* **Work order**: Look through the records that follow. Copy every line containing the word "fields".

Stored data
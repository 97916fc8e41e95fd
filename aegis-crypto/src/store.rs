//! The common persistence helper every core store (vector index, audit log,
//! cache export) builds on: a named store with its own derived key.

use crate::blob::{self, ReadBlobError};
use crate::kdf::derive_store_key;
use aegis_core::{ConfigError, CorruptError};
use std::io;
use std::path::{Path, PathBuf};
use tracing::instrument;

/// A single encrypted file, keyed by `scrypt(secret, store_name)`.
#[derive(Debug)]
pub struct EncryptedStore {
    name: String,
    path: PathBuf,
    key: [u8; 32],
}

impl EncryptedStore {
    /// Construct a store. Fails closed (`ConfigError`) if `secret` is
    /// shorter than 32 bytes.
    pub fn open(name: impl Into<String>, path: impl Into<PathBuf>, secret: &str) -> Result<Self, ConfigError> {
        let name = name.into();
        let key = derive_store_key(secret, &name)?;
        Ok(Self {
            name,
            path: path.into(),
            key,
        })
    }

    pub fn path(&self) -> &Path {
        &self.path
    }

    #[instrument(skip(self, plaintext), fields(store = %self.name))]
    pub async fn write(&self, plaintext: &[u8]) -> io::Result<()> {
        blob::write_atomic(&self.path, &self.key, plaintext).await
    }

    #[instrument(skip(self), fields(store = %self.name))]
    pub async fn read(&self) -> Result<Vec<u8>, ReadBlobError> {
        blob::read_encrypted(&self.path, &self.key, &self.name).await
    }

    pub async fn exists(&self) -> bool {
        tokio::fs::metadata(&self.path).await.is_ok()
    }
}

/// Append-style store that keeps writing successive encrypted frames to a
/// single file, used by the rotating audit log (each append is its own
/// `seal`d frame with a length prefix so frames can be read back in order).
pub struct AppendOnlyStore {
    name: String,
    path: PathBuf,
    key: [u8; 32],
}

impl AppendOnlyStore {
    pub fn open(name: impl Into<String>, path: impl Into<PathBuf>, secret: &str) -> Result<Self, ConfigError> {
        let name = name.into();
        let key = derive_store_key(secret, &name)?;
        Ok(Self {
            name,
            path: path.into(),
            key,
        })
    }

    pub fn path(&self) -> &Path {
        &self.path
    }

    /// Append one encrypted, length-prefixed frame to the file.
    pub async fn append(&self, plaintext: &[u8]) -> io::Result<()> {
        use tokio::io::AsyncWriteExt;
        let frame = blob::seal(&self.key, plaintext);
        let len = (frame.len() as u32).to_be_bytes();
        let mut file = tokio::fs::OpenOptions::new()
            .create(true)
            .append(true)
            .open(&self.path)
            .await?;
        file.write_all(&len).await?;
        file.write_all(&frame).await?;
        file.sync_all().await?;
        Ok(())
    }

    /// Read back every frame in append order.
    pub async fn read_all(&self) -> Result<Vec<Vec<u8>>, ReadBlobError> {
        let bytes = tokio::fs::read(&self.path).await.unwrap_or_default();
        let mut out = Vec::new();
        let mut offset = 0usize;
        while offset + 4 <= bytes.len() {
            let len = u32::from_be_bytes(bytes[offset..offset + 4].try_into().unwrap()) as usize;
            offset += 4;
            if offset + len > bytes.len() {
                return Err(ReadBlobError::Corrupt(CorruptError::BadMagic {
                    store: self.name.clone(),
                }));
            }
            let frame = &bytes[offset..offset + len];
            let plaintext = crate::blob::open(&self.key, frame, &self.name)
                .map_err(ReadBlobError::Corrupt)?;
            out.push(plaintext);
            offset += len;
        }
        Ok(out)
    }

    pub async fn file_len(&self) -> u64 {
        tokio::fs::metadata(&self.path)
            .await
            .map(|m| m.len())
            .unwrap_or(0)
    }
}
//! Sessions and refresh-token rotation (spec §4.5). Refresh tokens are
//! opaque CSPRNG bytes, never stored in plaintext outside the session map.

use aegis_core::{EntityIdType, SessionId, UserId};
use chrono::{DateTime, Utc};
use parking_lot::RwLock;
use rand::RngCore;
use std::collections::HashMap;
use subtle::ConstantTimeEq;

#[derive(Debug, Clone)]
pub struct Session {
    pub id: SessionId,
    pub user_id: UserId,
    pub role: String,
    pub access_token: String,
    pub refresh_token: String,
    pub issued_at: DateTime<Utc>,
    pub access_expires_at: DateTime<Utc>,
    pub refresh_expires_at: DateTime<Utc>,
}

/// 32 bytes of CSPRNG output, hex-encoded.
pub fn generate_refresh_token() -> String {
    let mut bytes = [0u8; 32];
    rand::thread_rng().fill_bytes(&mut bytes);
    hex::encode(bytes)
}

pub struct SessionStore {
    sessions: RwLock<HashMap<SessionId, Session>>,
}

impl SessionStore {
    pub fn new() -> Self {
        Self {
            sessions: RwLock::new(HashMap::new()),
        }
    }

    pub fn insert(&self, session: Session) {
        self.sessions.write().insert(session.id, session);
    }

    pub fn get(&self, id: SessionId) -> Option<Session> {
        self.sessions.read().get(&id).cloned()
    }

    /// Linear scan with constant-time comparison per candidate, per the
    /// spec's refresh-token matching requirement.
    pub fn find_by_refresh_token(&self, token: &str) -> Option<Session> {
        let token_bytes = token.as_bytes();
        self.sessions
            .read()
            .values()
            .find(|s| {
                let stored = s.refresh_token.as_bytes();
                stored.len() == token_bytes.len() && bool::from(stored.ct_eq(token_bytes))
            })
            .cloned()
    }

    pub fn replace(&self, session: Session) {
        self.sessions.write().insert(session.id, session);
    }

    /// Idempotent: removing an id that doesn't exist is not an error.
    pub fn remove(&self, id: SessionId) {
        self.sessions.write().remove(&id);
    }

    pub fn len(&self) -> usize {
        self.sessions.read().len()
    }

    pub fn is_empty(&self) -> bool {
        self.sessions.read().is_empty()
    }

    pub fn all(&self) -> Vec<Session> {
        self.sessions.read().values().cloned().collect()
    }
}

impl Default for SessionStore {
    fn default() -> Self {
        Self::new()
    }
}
--
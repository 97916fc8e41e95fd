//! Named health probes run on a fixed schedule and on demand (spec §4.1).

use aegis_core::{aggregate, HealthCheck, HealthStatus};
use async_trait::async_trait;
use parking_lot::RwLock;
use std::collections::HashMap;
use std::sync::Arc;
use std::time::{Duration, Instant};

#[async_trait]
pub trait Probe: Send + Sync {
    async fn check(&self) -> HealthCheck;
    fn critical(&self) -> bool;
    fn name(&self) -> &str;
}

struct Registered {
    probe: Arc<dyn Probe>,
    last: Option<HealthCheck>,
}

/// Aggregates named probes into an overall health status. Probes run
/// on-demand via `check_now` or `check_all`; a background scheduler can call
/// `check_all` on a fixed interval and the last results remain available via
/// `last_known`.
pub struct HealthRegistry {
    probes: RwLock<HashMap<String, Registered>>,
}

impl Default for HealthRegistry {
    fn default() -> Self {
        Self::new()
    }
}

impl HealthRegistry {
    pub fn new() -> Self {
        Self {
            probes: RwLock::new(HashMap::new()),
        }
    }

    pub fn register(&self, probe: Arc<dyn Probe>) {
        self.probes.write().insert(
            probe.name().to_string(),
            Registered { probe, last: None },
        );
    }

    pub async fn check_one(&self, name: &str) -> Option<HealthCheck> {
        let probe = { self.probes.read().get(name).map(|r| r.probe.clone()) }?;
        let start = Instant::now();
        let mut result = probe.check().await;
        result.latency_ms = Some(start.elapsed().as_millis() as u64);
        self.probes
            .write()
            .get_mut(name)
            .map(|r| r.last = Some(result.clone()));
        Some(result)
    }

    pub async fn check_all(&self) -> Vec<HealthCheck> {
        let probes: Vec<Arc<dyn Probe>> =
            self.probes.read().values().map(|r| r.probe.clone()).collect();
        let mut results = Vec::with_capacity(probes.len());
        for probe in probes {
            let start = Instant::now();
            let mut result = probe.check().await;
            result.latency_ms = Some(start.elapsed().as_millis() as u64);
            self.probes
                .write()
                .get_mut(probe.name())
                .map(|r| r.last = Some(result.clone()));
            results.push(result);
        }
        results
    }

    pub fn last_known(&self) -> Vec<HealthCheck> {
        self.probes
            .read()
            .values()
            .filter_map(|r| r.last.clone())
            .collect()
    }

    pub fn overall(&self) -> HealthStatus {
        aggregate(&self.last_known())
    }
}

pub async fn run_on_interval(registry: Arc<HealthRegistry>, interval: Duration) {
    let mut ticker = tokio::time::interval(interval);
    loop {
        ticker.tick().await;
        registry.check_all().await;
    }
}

* **Exercise response**:
    #[instrument(skip(self, plaintext), fields(store = %self.name))]
    #[instrument(skip(self), fields(store = %self.name))]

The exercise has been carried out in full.